X_train, y_train, y_train_names = newsgroups_train['data'], newsgroups_train['target'], newsgroups_train['target_names'] 
X_test, y_test, y_test_names = newsgroups_test['data'], newsgroups_test['target'], newsgroups_test['target_names']

In [None]:
data = X_train[:10]

In [None]:
inputs = tokenizer(data, padding=True, truncation=True, return_tensors="pt")

In [None]:
with torch.no_grad():
    sequence_output = model(**inputs)[0]

In [None]:
# Mean pool the token-level embeddings to get sentence-level embeddings
embeddings = torch.sum(
    sequence_output * inputs["attention_mask"].unsqueeze(-1), dim=1
) / torch.clamp(torch.sum(inputs["attention_mask"], dim=1, keepdims=True), min=1e-9)

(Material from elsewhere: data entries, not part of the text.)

//! The signature engine: assembles the signed-data digest according to the
//! framing rules for certification-style signatures, and verifies or
//! produces the RSA/DSA material over it.

mod build;

pub use self::build::SignatureBuilder;

use log::debug;

use crate::crypto::hash::Hasher;
use crate::crypto::{dsa, rsa};
use crate::errors::Result;
use crate::packet::{PublicKey, PublicParams, Signature, SignatureMaterial, UserId};
use crate::types::SignatureVersion;
use crate::util::{hex_fragment, write_be_u16, write_be_u32};

/// Feed the key-binding preamble: `0x99`, the 2-octet length of the
/// canonical serialized key, then the key itself. Common to all
/// certification-style signatures.
pub fn hash_key(hasher: &mut Hasher, key: &PublicKey) {
    let body = key.to_bytes();
    let mut len = Vec::with_capacity(2);
    write_be_u16(&mut len, body.len() as u16);

    hasher.update(&[0x99]);
    hasher.update(&len);
    hasher.update(&body);
}

/// Feed a user id. v4 signatures frame it with `0xB4` and a 4-octet length;
/// v2/v3 signatures hash the bare bytes.
pub fn hash_user_id(hasher: &mut Hasher, version: SignatureVersion, id: &UserId) {
    match version {
        SignatureVersion::V4 => {
            let mut len = Vec::with_capacity(4);
            write_be_u32(&mut len, id.as_bytes().len() as u32);
            hasher.update(&[0xb4]);
            hasher.update(&len);
            hasher.update(id.as_bytes());
        }
        SignatureVersion::V2 | SignatureVersion::V3 => {
            hasher.update(id.as_bytes());
        }
    }
}

/// Start the digest for `sig`: a fresh hash context seeded with the
/// preamble for the key being certified.
fn init_signature_hash(sig: &Signature, key: &PublicKey) -> Hasher {
    let mut hasher = sig.hash_algorithm.new_hasher();
    hash_key(&mut hasher, key);
    hasher
}

/// Feed the closing bytes. A v4 signature hashes its own hashed area (a
/// slice of the raw packet) followed by the `04 FF <length>` trailer; a
/// v2/v3 signature hashes its type and creation time.
fn hash_trailer(hasher: &mut Hasher, sig: &Signature, raw_packet: &[u8]) -> Result<()> {
    match sig.version {
        SignatureVersion::V4 => {
            let range = sig
                .hashed_range
                .as_ref()
                .ok_or_else(|| format_err!("v4 signature without hashed area offsets"))?;
            let end = range.start + range.length as usize;
            ensure!(
                end <= raw_packet.len(),
                "hashed area extends past the raw packet ({} > {})",
                end,
                raw_packet.len()
            );

            hasher.update(&raw_packet[range.start..end]);
            hasher.update(&[sig.version as u8, 0xff]);
            let mut len = Vec::with_capacity(4);
            write_be_u32(&mut len, range.length);
            hasher.update(&len);
        }
        SignatureVersion::V2 | SignatureVersion::V3 => {
            hasher.update(&[sig.typ as u8]);
            let mut time = Vec::with_capacity(4);
            write_be_u32(&mut time, sig.created_at);
            hasher.update(&time);
        }
    }

    Ok(())
}

/// Finalize the digest and check it against the signature material and the
/// signer's key. A failed check is `Ok(false)`.
fn check_signature(hasher: Hasher, sig: &Signature, signer: &PublicKey) -> Result<bool> {
    let alg = hasher.algorithm();
    let digest = hasher.finish();
    debug!("signature digest: {}", hex_fragment(&digest, 64));

    // the stored digest prefix is a cheap mismatch filter
    if digest[..2] != sig.hash2 {
        debug!("digest prefix mismatch");
        return Ok(false);
    }

    match (&sig.material, &signer.params) {
        (SignatureMaterial::Rsa { sig }, PublicParams::Rsa { n, e }) => {
            rsa::verify_rsa(n, e, alg, &digest, sig)
        }
        (SignatureMaterial::Dsa { r, s }, PublicParams::Dsa { p, q, g, y }) => {
            dsa::verify_dsa(p, q, g, y, &digest, r, s)
        }
        _ => bail!("signature material does not match the signer's key algorithm"),
    }
}

/// Verify a certification signature binding `id` to `key`.
///
/// `raw_packet` is the accumulated raw signature packet, as delivered by the
/// `PacketEnd` event of an accumulating parse; v4 hashing replays a slice of
/// it.
pub fn verify_certification_signature(
    key: &PublicKey,
    id: &UserId,
    sig: &Signature,
    signer: &PublicKey,
    raw_packet: &[u8],
) -> Result<bool> {
    let mut hasher = init_signature_hash(sig, key);
    hash_user_id(&mut hasher, sig.version, id);
    hash_trailer(&mut hasher, sig, raw_packet)?;
    check_signature(hasher, sig, signer)
}

/// Verify a subkey binding signature over `key` and `subkey`.
pub fn verify_subkey_signature(
    key: &PublicKey,
    subkey: &PublicKey,
    sig: &Signature,
    signer: &PublicKey,
    raw_packet: &[u8],
) -> Result<bool> {
    let mut hasher = init_signature_hash(sig, key);
    hash_key(&mut hasher, subkey);
    hash_trailer(&mut hasher, sig, raw_packet)?;
    check_signature(hasher, sig, signer)
}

# embeddings shape is [num_samples, 768]

In [None]:
kmeans = KMeans(n_clusters=2, random_state=0).fit(embeddings)
# Get label assignment (centroid assignment) from KMeans
print("Labels:", kmeans.labels_)
# Get the cluster centers
print("Cluster centers:", kmeans.cluster_centers_)
# Infer label for other data based on its proximity to a certain cluster
print(kmeans.predict(embeddings[:2]))

In [None]:
# COCO-LM: Correcting and Contrasting Text Sequences for Language Model Pretraining

# Tokenizer gives HTTP error:
from cocolm.modeling_cocolm import COCOLMModel
from cocolm.configuration_cocolm import COCOLMConfig
from cocolm.tokenization_cocolm import COCOLMTokenizer

In [None]:
# base, large = max seq length is 512
model = "microsoft/cocolm-base"
config = COCOLMConfig.from_pretrained(model)

In [None]:
config

In [None]:
model = COCOLMModel.from_pretrained(model, config=config)

In [None]:
tokenizer = COCOLMTokenizer.from_pretrained(model)

In [None]:
inputs = []

for x in data:
    encoded = tokenizer.encode(x)
    if len(encoded) <= 512:
        inputs.append(encoded)

In [None]:
outputs = []
with torch.no_grad():
    for x in inputs:
        embedding = model(torch.tensor([x]))[0] # 1 x 192 x 768
        embedding = torch.mean(embedding[0], axis=0)
        outputs.append(embedding)
outputs = torch.stack(outputs)

In [None]:
kmeans = KMeans(n_clusters=2, random_state=0).fit(outputs)
print(kmeans.labels_)
print(kmeans.cluster_centers_)
print(kmeans.predict(outputs[:2]))

In [None]:
# MPNet

from transformers import MPNetTokenizer, MPNetModel

tokenizer = MPNetTokenizer.from_pretrained('microsoft/mpnet-base')
model = MPNetModel.from_pretrained('microsoft/mpnet-base')

In [None]:
inputs = tokenizer(data, padding=True, truncation=True, return_tensors="pt")

In [None]:
inputs.keys()

In [None]:
with torch.no_grad():
    outputs = model(**inputs)

last_hidden_states = outputs.last_hidden_state # N x 512 x 768

In [None]:
last_hidden_states = torch.mean(last_hidden_states, axis=1)

In [None]:
last_hidden_states.shape

In [None]:
from sklearn.cluster import KMeans

kmeans = KMeans(n_clusters=2, random_state=0).fit(last_hidden_states)
print(kmeans.labels_)
print(kmeans.cluster_centers_)
print(kmeans.predict(last_hidden_states[:2]))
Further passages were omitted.